Durante duas décadas, a CIA realizou experimentos de controle mental em Montreal que influenciaram mais tarde as modernas técnicas de “interrogatório aprimorado” - como as que foram usadas no complexo penitenciário iraquiano de Abu Ghraib. Até hoje, a CIA continua se esquivando da responsabilidade por suas ações.

Desde a sua fundação em 1947, a Central Intelligence Agency (CIA) tem uma reputação de longa data por se intrometer nos assuntos de outros países. Conhecida por seu envolvimento em várias operações clandestinas, como o Programa Phoenix no Vietnã, o tráfico de drogas na América Central, além de elaborados e bizarros planos de assassinato, a CIA tornou-se sinônimo de um legado de atividades clandestinas e nefastas.

A agência também é famosa por seu envolvimento em experimentos de controle da mente, embora os detalhes desses projetos permaneçam relativamente incertos. O que pode surpreender é que uma de suas operações de controle mental mais extensas não ocorreu em algum país remoto do Sul Global com proteções frouxas aos direitos humanos; em vez disso, elas ocorreram dentro das fronteiras da grande democracia liberal diretamente ao norte dos Estados Unidos. E esses experimentos não ocorreram em algum bunker a mando de ex-militares nazistas ou psiquiatras sinistros de filmes B – eles ocorreram em Montreal, em uma das universidades mais prestigiadas do Canadá.

As descobertas perturbadoras dos experimentos serviriam como métodos de coerção psicológica terrivelmente eficazes, formando a base para técnicas de interrogatório e desempenhando um papel significativo nos infames “memorandos de tortura” do Departamento de Justiça dos Estados Unidos. Esses métodos exerceriam uma influência significativa sobre as chamadas práticas de contrainteligência empregadas durante a Guerra do Iraque.

Os experimentos não apenas ultrapassaram os limites éticos, mas também levantaram questões profundas de responsabilidade e justiça. Isso é particularmente verdadeiro à luz dos processos de ação coletiva em andamento iniciados por aqueles que sofreram com os experimentos de Montreal. Embora a recente decisão do Tribunal Superior de Quebec tenha colocado essa batalha legal em foco, a natureza elusiva da justiça em casos que envolvem operações secretas da CIA continua ofuscando o horizonte, fazendo com que uma resolução rápida pareça longe de ser certa.

Experimentos de controle mental em Montreal

Fundado em 1940, o Allan Memorial Institute (conhecido como “o Allan”) costumava ser um instituto psiquiátrico e uma instituição de pesquisa. Atualmente, ele oferece serviços psiquiátricos ambulatoriais para o Hospital Geral de Montreal, como parte do Centro de Saúde da Universidade McGill.
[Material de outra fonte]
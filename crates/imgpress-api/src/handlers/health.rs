//! Liveness endpoint.

use axum::Json;
use serde_json::{json, Value};

/// `GET /health`
pub async fn health() -> Json<Value> {
    Json(json!({ "status": "ok" }))
}
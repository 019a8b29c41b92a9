//! Server startup and graceful shutdown

use anyhow::Result;
use axum::Router;
use imgpress_core::Config;

/// Start the server with graceful shutdown
pub async fn start_server(config: &Config, app: Router) -> Result<()> {
    let addr = format!("0.0.0.0:{}", config.server_port);
    tracing::info!(addr = %addr, "Starting server");

    let listener = tokio::net::TcpListener::bind(&addr).await?;

    tracing::info!(
        max_image_mb = config.max_file_size_mb(),
        allowed_content_types = %config.allowed_content_types.join(","),
        resize_max_width = config.resize_max_width,
        webp_quality = config.webp_quality,
        temp_storage_path = %config.temp_storage_path,
        media_storage_path = %config.media_storage_path,
        "Server ready and accepting connections"
    );

    axum::serve(listener, app)
        .with_graceful_shutdown(shutdown_signal())
        .await?;

    Ok(())
}

/// Signal handler for graceful shutdown
///
/// Listens for Ctrl+C (SIGINT) and SIGTERM signals to initiate graceful shutdown.
///
/// # Panics
/// Panics if a signal handler cannot be installed (unrecoverable system error).
async fn shutdown_signal() {
    let ctrl_c = async {
        tokio::signal::ctrl_c()
            .await
            .expect("Failed to install Ctrl+C handler");
    };

    #[cfg(unix)]
    let terminate = async {
        tokio::signal::unix::signal(tokio::signal::unix::SignalKind::terminate())
            .expect("Failed to install signal handler")
            .recv()
            .await;
    };

    #[cfg(not(unix))]
    let terminate = std::future::pending::<()>();

    tokio::select! {
        _ = ctrl_c => {
            tracing::info!("Received Ctrl+C signal");
        },
        _ = terminate => {
            tracing::info!("Received terminate signal");
        },
    }

    tracing::info!("Shutting down gracefully...");
}
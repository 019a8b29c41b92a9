//! Imgpress Storage Library
//!
//! Storage abstraction and implementations for the upload service.
//!
//! Two distinct roots are involved and never mixed:
//!
//! - **Temporary storage** (`staging` module): where raw upload bytes land
//!   under a collision-safe name before any processing. A staged file is
//!   owned by the request that created it and must not outlive it.
//! - **Permanent storage** (`Storage` trait + `LocalStorage`): where the
//!   processed assets live and are served from.
//!
//! Keys must not contain `..` or a leading `/`; resolution is validated in
//! the backend so a crafted key can never escape the storage root.

pub mod local;
pub mod staging;
pub mod traits;

// Re-export commonly used types
pub use local::LocalStorage;
pub use staging::{StagedFile, Staging};
pub use traits::{Storage, StorageError, StorageResult};
//! Collision-safe generated file names.
//!
//! Names are `{unix_millis}-{random u32}` so they sort by upload time while a
//! random draw separates uploads landing in the same millisecond. The scheme
//! is probabilistic, not a strict guarantee; acceptable at this scale.

use rand::Rng;

fn unique_stem() -> String {
    let millis = chrono::Utc::now().timestamp_millis();
    let random: u32 = rand::rng().random_range(0..1_000_000_000);
    format!("{millis}-{random}")
}

/// Name for a file staged to temporary storage, keeping the original
/// extension so the on-disk temp file stays identifiable.
pub fn staged_file_name(original_extension: &str) -> String {
    let ext = original_extension.trim_start_matches('.').to_lowercase();
    if ext.is_empty() {
        unique_stem()
    } else {
        format!("{}.{}", unique_stem(), ext)
    }
}

/// Name for a processed asset. Output format is always WebP.
pub fn processed_file_name() -> String {
    format!("{}.webp", unique_stem())
}

/// Extract a lowercase extension from a client-supplied filename, stripped of
/// any path components. Returns empty string when there is none.
pub fn extension_of(filename: &str) -> String {
    std::path::Path::new(filename)
        .extension()
        .and_then(|e| e.to_str())
        .unwrap_or("")
        .to_lowercase()
}
//! Imgpress API
//!
//! HTTP surface for the upload service: the upload endpoint, static
//! retrieval of processed assets, and server wiring.

pub mod error;
pub mod extract;
pub mod handlers;
pub mod setup;
pub mod state;
pub mod telemetry;

pub use setup::initialize_app;
pub use state::AppState;
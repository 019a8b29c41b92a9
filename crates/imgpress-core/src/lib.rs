//! Imgpress Core Library
//!
//! Shared building blocks for the imgpress upload service: configuration,
//! the error taxonomy, domain models, and collision-safe name generation.

pub mod config;
pub mod error;
pub mod models;
pub mod naming;

// Re-export commonly used types
pub use config::Config;
pub use error::{AppError, ErrorMetadata, LogLevel};
pub use models::ProcessedAsset;
pub use naming::{processed_file_name, staged_file_name};
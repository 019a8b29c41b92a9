//! Max-width resizing.
//!
//! The pipeline constrains output width to a configured maximum while
//! preserving aspect ratio. Images already within the limit pass through
//! untouched; upscaling is never performed.

use image::{DynamicImage, GenericImageView};

/// Calculate the output dimensions for fitting into `max_width`.
///
/// Returns the original dimensions when no resize is needed.
pub fn fit_dimensions(orig_width: u32, orig_height: u32, max_width: u32) -> (u32, u32) {
    if orig_width <= max_width {
        return (orig_width, orig_height);
    }

    let aspect_ratio = orig_height as f32 / orig_width as f32;
    let new_height = (max_width as f32 * aspect_ratio).round() as u32;
    (max_width, new_height.max(1))
}

/// Select a filter based on how aggressively the image is being downscaled.
/// Heavy reductions get a cheaper filter; mild ones get Lanczos3.
fn select_filter(orig_width: u32, new_width: u32) -> image::imageops::FilterType {
    let ratio = orig_width as f32 / new_width as f32;

    if ratio > 2.0 {
        image::imageops::FilterType::Triangle
    } else if ratio > 1.5 {
        image::imageops::FilterType::CatmullRom
    } else {
        image::imageops::FilterType::Lanczos3
    }
}

/// Resize the image so its width does not exceed `max_width`, preserving
/// aspect ratio. Never upscales.
pub fn fit_to_max_width(img: DynamicImage, max_width: u32) -> DynamicImage {
    let (orig_width, orig_height) = img.dimensions();
    let (new_width, new_height) = fit_dimensions(orig_width, orig_height, max_width);

    if (new_width, new_height) == (orig_width, orig_height) {
        return img;
    }

    let filter = select_filter(orig_width, new_width);
    img.resize_exact(new_width, new_height, filter)
}

#[cfg(test)]
mod tests {
    use super::*;
    use image::{Rgba, RgbaImage};

    #[test]
    fn test_narrow_image_is_not_upscaled() {
        assert_eq!(fit_dimensions(800, 600, 1200), (800, 600));
        assert_eq!(fit_dimensions(1200, 900, 1200), (1200, 900));
    }

    #[test]
    fn test_wide_image_is_capped_with_aspect_preserved() {
        assert_eq!(fit_dimensions(2000, 1000, 1200), (1200, 600));
        assert_eq!(fit_dimensions(2400, 1600, 1200), (1200, 800));
    }

    #[test]
    fn test_extreme_aspect_ratio_never_yields_zero_height() {
        let (w, h) = fit_dimensions(100_000, 1, 1200);
        assert_eq!(w, 1200);
        assert_eq!(h, 1);
    }

    #[test]
    fn test_fit_to_max_width_resizes_pixels() {
        let img =
            DynamicImage::ImageRgba8(RgbaImage::from_pixel(2000, 1000, Rgba([10, 20, 30, 255])));
        let resized = fit_to_max_width(img, 1200);
        assert_eq!(resized.dimensions(), (1200, 600));
    }

    #[test]
    fn test_fit_to_max_width_passes_small_image_through() {
        let img = DynamicImage::ImageRgba8(RgbaImage::from_pixel(640, 480, Rgba([1, 2, 3, 255])));
        let resized = fit_to_max_width(img, 1200);
        assert_eq!(resized.dimensions(), (640, 480));
    }
}
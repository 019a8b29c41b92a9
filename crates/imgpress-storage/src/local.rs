use crate::traits::{Storage, StorageError, StorageResult};
use async_trait::async_trait;
use std::path::{Component, Path, PathBuf};
use tokio::fs;
use tokio::io::AsyncWriteExt;

/// Local filesystem storage implementation
#[derive(Clone)]
pub struct LocalStorage {
    base_path: PathBuf,
    base_url: String,
}

impl LocalStorage {
    /// Create a new LocalStorage instance
    ///
    /// # Arguments
    /// * `base_path` - Root directory for processed files (e.g., "uploads/images")
    /// * `base_url` - URL prefix the files are served under (e.g., "/uploads/images")
    pub async fn new(base_path: impl Into<PathBuf>, base_url: String) -> StorageResult<Self> {
        let base_path = base_path.into();

        fs::create_dir_all(&base_path).await.map_err(|e| {
            StorageError::ConfigError(format!(
                "Failed to create storage directory {}: {}",
                base_path.display(),
                e
            ))
        })?;

        Ok(LocalStorage {
            base_path,
            base_url: base_url.trim_end_matches('/').to_string(),
        })
    }

    /// Convert a storage key to a filesystem path, rejecting keys whose
    /// components could escape the base directory.
    fn key_to_path(&self, storage_key: &str) -> StorageResult<PathBuf> {
        if storage_key.is_empty() {
            return Err(StorageError::InvalidKey("Storage key is empty".to_string()));
        }

        let key_path = Path::new(storage_key);
        let escapes = key_path.components().any(|c| {
            !matches!(c, Component::Normal(_)) // `..`, `/`, drive prefixes
        });
        if escapes || storage_key.contains("..") {
            return Err(StorageError::InvalidKey(
                "Storage key resolves outside storage directory".to_string(),
            ));
        }

        Ok(self.base_path.join(key_path))
    }

    /// Generate the public URL for a key
    fn generate_url(&self, key: &str) -> String {
        format!("{}/{}", self.base_url, key)
    }

    /// Ensure the parent directory exists (idempotent)
    async fn ensure_parent_dir(&self, path: &Path) -> StorageResult<()> {
        if let Some(parent) = path.parent() {
            fs::create_dir_all(parent).await?;
        }
        Ok(())
    }
}

#[async_trait]
impl Storage for LocalStorage {
    async fn upload(
        &self,
        file_name: &str,
        _content_type: &str,
        data: Vec<u8>,
    ) -> StorageResult<(String, String)> {
        let path = self.key_to_path(file_name)?;
        let size = data.len();

        self.ensure_parent_dir(&path).await?;

        let start = std::time::Instant::now();

        let mut file = fs::File::create(&path).await.map_err(|e| {
            StorageError::UploadFailed(format!("Failed to create file {}: {}", path.display(), e))
        })?;

        file.write_all(&data).await.map_err(|e| {
            StorageError::UploadFailed(format!("Failed to write file {}: {}", path.display(), e))
        })?;

        file.sync_all().await.map_err(|e| {
            StorageError::UploadFailed(format!("Failed to sync file {}: {}", path.display(), e))
        })?;

        let url = self.generate_url(file_name);

        tracing::info!(
            path = %path.display(),
            key = %file_name,
            size_bytes = size,
            duration_ms = start.elapsed().as_secs_f64() * 1000.0,
            "Local storage upload successful"
        );

        Ok((file_name.to_string(), url))
    }

    async fn download(&self, storage_key: &str) -> StorageResult<Vec<u8>> {
        let path = self.key_to_path(storage_key)?;

        if !fs::try_exists(&path).await.unwrap_or(false) {
            return Err(StorageError::NotFound(storage_key.to_string()));
        }

        let data = fs::read(&path).await.map_err(|e| {
            StorageError::DownloadFailed(format!("Failed to read file {}: {}", path.display(), e))
        })?;

        tracing::debug!(
            path = %path.display(),
            key = %storage_key,
            size_bytes = data.len(),
            "Local storage download successful"
        );

        Ok(data)
    }

    async fn delete(&self, storage_key: &str) -> StorageResult<()> {
        let path = self.key_to_path(storage_key)?;

        if !fs::try_exists(&path).await.unwrap_or(false) {
            return Ok(());
        }

        fs::remove_file(&path).await.map_err(|e| {
            StorageError::DeleteFailed(format!("Failed to delete file {}: {}", path.display(), e))
        })?;

        tracing::info!(
            path = %path.display(),
            key = %storage_key,
            "Local storage delete successful"
        );

        Ok(())
    }

    async fn exists(&self, storage_key: &str) -> StorageResult<bool> {
        let path = self.key_to_path(storage_key)?;
        Ok(fs::try_exists(&path).await.unwrap_or(false))
    }
}

#[cfg(test)]
mod tests {
    use super::*;
    use tempfile::tempdir;

    #[tokio::test]
    async fn test_local_storage_upload_download() {
        let dir = tempdir().unwrap();
        let storage = LocalStorage::new(dir.path(), "/uploads/images".to_string())
            .await
            .unwrap();

        let data = b"fake webp bytes".to_vec();

        let (key, url) = storage
            .upload("1700000000-42.webp", "image/webp", data.clone())
            .await
            .unwrap();

        assert_eq!(key, "1700000000-42.webp");
        assert_eq!(url, "/uploads/images/1700000000-42.webp");

        let downloaded = storage.download(&key).await.unwrap();
        assert_eq!(data, downloaded);
    }

    #[tokio::test]
    async fn test_directory_creation_is_idempotent() {
        let dir = tempdir().unwrap();
        let root = dir.path().join("images");

        // Creating the same root twice must not error.
        LocalStorage::new(&root, "/uploads/images".to_string())
            .await
            .unwrap();
        let storage = LocalStorage::new(&root, "/uploads/images".to_string())
            .await
            .unwrap();

        let result = storage.upload("a.webp", "image/webp", vec![1, 2, 3]).await;
        assert!(result.is_ok());
    }

    #[tokio::test]
    async fn test_path_traversal_rejected() {
        let dir = tempdir().unwrap();
        let storage = LocalStorage::new(dir.path(), "/uploads/images".to_string())
            .await
            .unwrap();

        let result = storage.download("../../../etc/passwd").await;
        assert!(matches!(result, Err(StorageError::InvalidKey(_))));

        let result = storage.delete("../etc/passwd").await;
        assert!(matches!(result, Err(StorageError::InvalidKey(_))));

        let result = storage.exists("/etc/passwd").await;
        assert!(matches!(result, Err(StorageError::InvalidKey(_))));
    }

    #[tokio::test]
    async fn test_delete_nonexistent_is_ok() {
        let dir = tempdir().unwrap();
        let storage = LocalStorage::new(dir.path(), "/uploads/images".to_string())
            .await
            .unwrap();

        let result = storage.delete("nonexistent.webp").await;
        assert!(result.is_ok());
    }

    #[tokio::test]
    async fn test_exists() {
        let dir = tempdir().unwrap();
        let storage = LocalStorage::new(dir.path(), "/uploads/images".to_string())
            .await
            .unwrap();

        let (key, _) = storage
            .upload("exists.webp", "image/webp", b"x".to_vec())
            .await
            .unwrap();

        assert!(storage.exists(&key).await.unwrap());
        assert!(!storage.exists("nonexistent.webp").await.unwrap());
    }

    #[tokio::test]
    async fn test_download_missing_is_not_found() {
        let dir = tempdir().unwrap();
        let storage = LocalStorage::new(dir.path(), "/uploads/images".to_string())
            .await
            .unwrap();

        let result = storage.download("gone.webp").await;
        assert!(matches!(result, Err(StorageError::NotFound(_))));
    }
}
O Allan era adequado para os objetivos a que foi destinado pela agência. Um visitante pode muito bem sentir um arrepio na espinha ao observar a arquitetura gótica do edifício, que parece ter saído diretamente de um filme do Drácula. No entanto, apesar dos muitos episódios transmitidos pela CBC nas décadas de 1980 e 1990 que se concentraram no assunto, a maioria dos norte-americanos ainda não tem conhecimento dos horrendos experimentos que ocorreram no Allan, a partir do início da década de 1950, por quase 20 anos.

No auge da Guerra Fria, um importante pesquisador afiliado à Universidade McGill recebeu dinheiro da CIA para testar os limites da psique humana, e seus resultados informaram o desenvolvimento do agora famoso Programa MKUltra da agência.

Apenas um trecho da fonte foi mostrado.